We’re shown to our table in the main dining room of cement tiles and a great big stone fireplace where pre-Covid, Gallienne served French President Emmanuel Macron and his wife Brigitte. All the tables are taken by guests come far and wide to try the chef’s cuisine.

Unusual touches like a cocktail menu of ingredients brought under a glass bell jar delight guests. The trio of mises en bouche that go with the apéritif cocktails are locally smoked trout, popcorn and marshmallow served with an oyster from a producer in Normandy and a truffle with chocolate bite.

When each course arrives, every producer is cited as a way to recognize their work. Gallienne’s very close to the farmers he works with who are all from the region, within a 75-mile radius, to be exact, the chef tells us as he brings us our first course of his deconstructed pot-au-feu. “It’s my interpretation of my grandmother’s pot-au-feu. She inspired many of my dishes and my passion for cooking.”

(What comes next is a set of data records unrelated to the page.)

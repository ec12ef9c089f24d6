// System prompts and sampling parameters for every generated artifact.
// User prompts are built from the submitted form in intake::prompt_builder.

use crate::llm_client::SamplingParams;

/// System prompt for the Dream Chaser application draft.
pub const APPLICATION_SYSTEM: &str = "\
You are helping a student draft a scholarship application for the
\"Dream Chaser\" program by the Light Your Mind Foundation (LYM).

Using the answers provided, write a clear, honest, and encouraging
application in the student's voice (simple English, not too fancy).

Structure the application using these sections:

1. Personal Background
2. Academic Journey
3. Financial Situation
4. Support System & Challenges
5. Future Dreams & Career Plan
6. How the Dream Chaser Scholarship Will Help

While drafting, keep in mind these evaluation criteria:
- Feasibility of Career Choice
- Initiative & Self-Drive
- Mentorship & Role Models
- Resilience & Problem-Solving
- Financial Need & Support System

Do NOT invent facts. Use only what the student has shared.
If some information is missing, write gently around it without making things up.
Keep the tone warm, respectful, and authentic.
";

/// System prompt for the internal profile summary. Never shown to the student.
pub const PROFILE_SUMMARY_SYSTEM: &str = "\
You are a caseworker at the Light Your Mind Foundation (LYM) reviewing a
student intake form.

Write a short, factual profile summary for the LYM team covering:
- Who the student is (age, location, school, grade)
- Academic strengths and interests
- Support system and family situation
- Financial need
- Challenges and the student's own hope score
- Future plans, and whether they want to apply for the 10k Dream Chaser scholarship

Use neutral, respectful language. Do NOT invent facts; write \"not shared\"
for anything the student left blank. Keep it under 200 words.
";

/// System prompt for the encouragement message shown to the student.
pub const ENCOURAGEMENT_SYSTEM: &str = "\
You are a mentor at the Light Your Mind Foundation (LYM) writing directly to
a student who just shared their story with us.

Write a warm, personal encouragement letter in simple English:
- Greet the student by name if they gave one.
- Acknowledge something specific they shared about their studies, family,
  or challenges.
- Affirm their dreams and suggest one or two small, realistic next steps.
- If they want to apply for the 10k Dream Chaser scholarship, encourage them
  to take their time with the application.

Do NOT invent facts or make promises about funding or selection.
Keep it to four short paragraphs.
";

/// Shown in place of the draft when generation fails after retry.
pub const APPLICATION_FALLBACK: &str = "We could not generate your application draft right now. \
    Your answers have been saved. Please try again in a few minutes.";

/// Shown in place of the encouragement message when generation fails after retry.
pub const ENCOURAGEMENT_FALLBACK: &str = "Thank you for sharing your story with us. \
    We could not write your message right now, but your answers have been saved \
    and someone from our team will read them.";

pub const APPLICATION_PARAMS: SamplingParams = SamplingParams {
    temperature: 0.7,
    max_tokens: 1200,
};

pub const PROFILE_SUMMARY_PARAMS: SamplingParams = SamplingParams {
    temperature: 0.4,
    max_tokens: 600,
};

pub const ENCOURAGEMENT_PARAMS: SamplingParams = SamplingParams {
    temperature: 0.8,
    max_tokens: 700,
};
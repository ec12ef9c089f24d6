//! Field extraction — restricts a raw form submission to a schema's fields.

use crate::intake::schema::FormSchema;

/// A raw form submission, in the order the fields were posted.
#[derive(Debug, Clone, Default)]
pub struct Submission {
    pairs: Vec<(String, String)>,
}

impl Submission {
    pub fn from_pairs(pairs: Vec<(String, String)>) -> Self {
        Self { pairs }
    }

    /// First value posted under `name`. Later duplicates are ignored.
    pub fn get(&self, name: &str) -> Option<&str> {
        self.pairs
            .iter()
            .find(|(k, _)| k == name)
            .map(|(_, v)| v.as_str())
    }
}

/// Submission values for exactly the fields a schema declares, in schema order.
#[derive(Debug, Clone, PartialEq)]
pub struct ExtractedFields {
    values: Vec<(&'static str, String)>,
}

impl ExtractedFields {
    /// Value for `name`, or `""` when the field is absent or not in the schema.
    pub fn get(&self, name: &str) -> &str {
        self.values
            .iter()
            .find(|(k, _)| *k == name)
            .map(|(_, v)| v.as_str())
            .unwrap_or("")
    }

    pub fn iter(&self) -> impl Iterator<Item = (&'static str, &str)> + '_ {
        self.values.iter().map(|(k, v)| (*k, v.as_str()))
    }
}

/// Extracts every schema field from the submission. Absent fields become `""`,
/// unknown extra fields are dropped, and values are kept as posted (no trimming,
/// no numeric coercion).
pub fn extract_fields(submission: &Submission, schema: &FormSchema) -> ExtractedFields {
    let values = schema
        .field_names()
        .map(|name| (name, submission.get(name).unwrap_or("").to_string()))
        .collect();

    ExtractedFields { values }
}

#[cfg(test)]
mod tests {
    use super::*;
    use crate::intake::schema::{INTAKE_SCHEMA, SCHOLARSHIP_SCHEMA};

    fn submission(pairs: &[(&str, &str)]) -> Submission {
        Submission::from_pairs(
            pairs
                .iter()
                .map(|(k, v)| (k.to_string(), v.to_string()))
                .collect(),
        )
    }

    #[test]
    fn test_absent_fields_default_to_empty() {
        let fields = extract_fields(&submission(&[("name", "Ama")]), &SCHOLARSHIP_SCHEMA);
        assert_eq!(fields.get("name"), "Ama");
        assert_eq!(fields.get("age"), "");
        assert_eq!(fields.get("extra_info"), "");
    }

    #[test]
    fn test_unknown_fields_are_ignored() {
        let fields = extract_fields(
            &submission(&[("name", "Kofi"), ("csrf", "abc"), ("is_admin", "1")]),
            &SCHOLARSHIP_SCHEMA,
        );
        assert!(fields.iter().all(|(k, _)| k != "csrf" && k != "is_admin"));
        assert_eq!(fields.get("csrf"), "");
    }

    #[test]
    fn test_output_follows_schema_order_not_post_order() {
        let fields = extract_fields(
            &submission(&[("age", "16"), ("location", "Accra"), ("name", "Ama")]),
            &SCHOLARSHIP_SCHEMA,
        );
        let names: Vec<_> = fields.iter().map(|(k, _)| k).take(3).collect();
        assert_eq!(names, vec!["name", "age", "location"]);
    }

    #[test]
    fn test_first_duplicate_wins() {
        let fields = extract_fields(
            &submission(&[("name", "Ama"), ("name", "Akosua")]),
            &SCHOLARSHIP_SCHEMA,
        );
        assert_eq!(fields.get("name"), "Ama");
    }

    #[test]
    fn test_numeric_looking_values_stay_verbatim() {
        let fields = extract_fields(
            &submission(&[("age", " 016 "), ("hope_score", "7.5")]),
            &INTAKE_SCHEMA,
        );
        assert_eq!(fields.get("age"), " 016 ");
        assert_eq!(fields.get("hope_score"), "7.5");
    }

    #[test]
    fn test_every_schema_field_is_present() {
        let fields = extract_fields(&Submission::default(), &INTAKE_SCHEMA);
        assert_eq!(fields.iter().count(), INTAKE_SCHEMA.field_names().count());
    }
}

Usually a filling meat and vegetable dish all boiled together in a pot, the chef’s version is a delicate plate of finely chopped vegetables and meat laid in a thick broth scattered with parsley from his kitchen garden. And surprisingly, it has all the flavor and heartiness of a typical pot-au-feu despite being fresher and lighter.

The chef floats from the kitchen to tables, serving his guests, checking on them regularly when the beetroot and scallop ceviche arrives doused in a spicy coconut milk sauce inspired by executive chef half-Japanese Stanislas Bourin’s wife’s Peruvian roots. Gallienne’s signature squid ink ravioli follows, which comes in an unctuous spider crab bisque in its shell and with a kaffir lime kick to it.

The mains of fleshy red mullet from the Normandy coast is served with four sauces dashed on the plate like on an artist’s palette. The second mains of chicken with sticky dates, couscous spices and a golden crisp “that reminds me of the golden chicken skin we used to fight over as kids during Sunday lunch,” recalls Gallienne. And why couscous spices? “I’ve traveled as much as I can, possibly to over 30 countries, so I wanted to infuse my cooking with all the influences I picked up on the way.”

After a trou Norman of green tea inspired by executive chef Bourin’s part-Japanese background, a light camembert emulsion arrives in place of the usual cheese platter. We tuck in with a Norman Spore Cardus craft beer that sommelier Antonino Ciaccio recommends highly.

Last but not least, lunch ends with Teurgoule, a rice pudding dish typical of the region. “My grandmother would make it all the time,” says the chef as he spoons huge dollops of the sweet chocolate dessert from a super-sized bowl onto our plates. “It actually came about after someone made a mousse that went wrong, and the rest is history! It’s been a traditional local dessert ever since.”

Deliciously homely, the pudding touches on childhood memories spent in France for my partner and in England for me. In fact, a feeling of being at home characterizes our entire experience here thanks to the warm, laid-back service of the whole team, especially chef David Gallienne, and possibly their unwavering patience with our daughter Marley, even while she decides to play with her toy cars under the table mid-meal.

Once it was time to set off back to the city, we felt far more refreshed than we could ever have expected from a 24-hour stint. And being able to dip into this pocket of calm that’s just 45 minutes away, especially once the spa and sauna open in the garden at Ô Plum’ART, means we’re already making a plan to be back to keep vacation niggles at bay while we wait for the summer vacation period to roll on.